Yesterday we bent the bottom of the boat.  We used the Asian process of bending over an open fire, called yakimage in Japanese.  When the museum told me a few months ago they planned on inviting Mr. Murakami and his wife down during the project I asked if he could come when we did this.  I've bent some thinner side planking this way with my teachers but I was not at all opposed to having him take me through this process one more time.  Bending a plank almost eighteen feet long, three feet wide and two inches thick is pretty daunting.  Here's the last time we did it.

I did think our chances were good because my material is very green.  Even Murakami said he'd never bent such green wood (Japanese boatbuilders work with material air-dried one year).  My cedar came from a log that had been soaking in a pond for at least three years, then sawn just six months ago.  When I pilot nail holes with a chisel water squirts out at me.  The glue Murakami gave me failed two tests on this wet wood, and we just managed to find some Gorilla Glue (almost unavailable in Japan, as it turns out) which was ideal because it's made for wet wood and heat resistant.

Carrying the bottom plank, comprised of three pieces edge-nailed together, down from the boatshop to the museum's parking lot.

Mr. Murakami on the left and his wife, center, supervising the setup on the bending form.  At home they wedge the end of the plank under their house.

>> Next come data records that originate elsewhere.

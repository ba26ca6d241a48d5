//! Limited-memory BFGS direction via the two-loop recursion.
//!
//! Keeps a bounded history of correction pairs `s = x_k − x_{k−1}`,
//! `y = g_k − g_{k−1}` and applies the implicit inverse-Hessian product
//! (Nocedal & Wright, 2nd edition, p. 178), scaling the seed matrix by
//! `s·y / y·y` from the most recent pair.
use std::collections::VecDeque;

use crate::optimization::{
    batch::DirectionStrategy,
    state::State,
    types::{Grad, Point},
};

pub(crate) struct LbfgsDirection {
    history: usize,
    ss: VecDeque<Point>,
    ys: VecDeque<Grad>,
}

impl LbfgsDirection {
    pub(crate) fn new(history: usize) -> Self {
        Self { history, ss: VecDeque::new(), ys: VecDeque::new() }
    }
}

impl DirectionStrategy for LbfgsDirection {
    fn direction(&mut self, state: &mut State) {
        let mut q = state.g.clone();

        let mut alphas = Vec::with_capacity(self.ss.len());
        for (s, y) in self.ss.iter().rev().zip(self.ys.iter().rev()) {
            let alpha = s.dot(&q) / s.dot(y);
            q.scaled_add(-alpha, y);
            alphas.push(alpha);
        }

        let mut r = match (self.ss.back(), self.ys.back()) {
            (Some(s), Some(y)) => &q * (s.dot(y) / y.dot(y)),
            _ => q,
        };

        for ((s, y), &alpha) in self.ss.iter().zip(self.ys.iter()).zip(alphas.iter().rev()) {
            let beta = y.dot(&r) / s.dot(y);
            r.scaled_add(alpha - beta, s);
        }

        state.d = -r;
    }

    fn record(&mut self, prev: &State, state: &State) {
        self.ss.push_back(&state.x - &prev.x);
        self.ys.push_back(&state.g - &prev.g);
        if self.ss.len() > self.history {
            self.ss.pop_front();
            self.ys.pop_front();
        }
    }
}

Sliding the first of three large paving stones onto the plank.

The fire started.


After about 90 minutes you could feel the heat coming through the back of the plank.  In Tohoku last spring the plank was much drier and I noticed it got much hotter.


After an hour we began about an hour of progressively shortening the post holding up the end of the plank. Murakami was happy to let the stone weight (over 200 pounds) more or less naturally settle the plank.

We held a demo and had fifty participants.  At one point I told Mrs. Murakami this was probably more people than in her entire village.  I worried a bit about how Murakami would react to all the people.  He worked in silence for the first 90 minutes, and the crowd stayed respectfully silent.  Then some people came forward to tentatively ask questions and Murakami happily answered them all.  One nice benefit of his visit was someone ordered a boat from him!

If you look closely down the plank edge you get an idea of how much bend we achieved.  

Murakami constantly doused the plank as the surface ignited.  Even so, the center of the plank is burned away at least a 1/2 inch.  Here he is finally putting the fire out almost three hours after we started.  We let it cool for another hour before taking it back to the shop.  No matter regarding the charred wood as the boat gets floorboards.

Our workshops have drawn very, very interesting crowds, really giving me hope for a revival of Japanese boatbuilding.  From left to right, Kyoko Kunioka, a woman from Okinawa who apprenticed with one of only two elderly boatbuilders still working and now has built two sabani; a house carpenter from the mountains of Hiroshima who is reviving the local tradition of cormorant fishing boats, having also built two; an artist from Nagoya who apprenticed with a boatbuilder on the Japan Sea; me, Mr. Murakami, and my friend Mori san, a long distance sailor from Okinawa who has been making inter-island voyages in sabani.

Okinawa represents the strongest resurgence of Japanese boatbuilding, driven by a committed group of people who have discovered these traditional boats and now race them.  The best overall source of information (in English) on what is going on is this cultural center's website.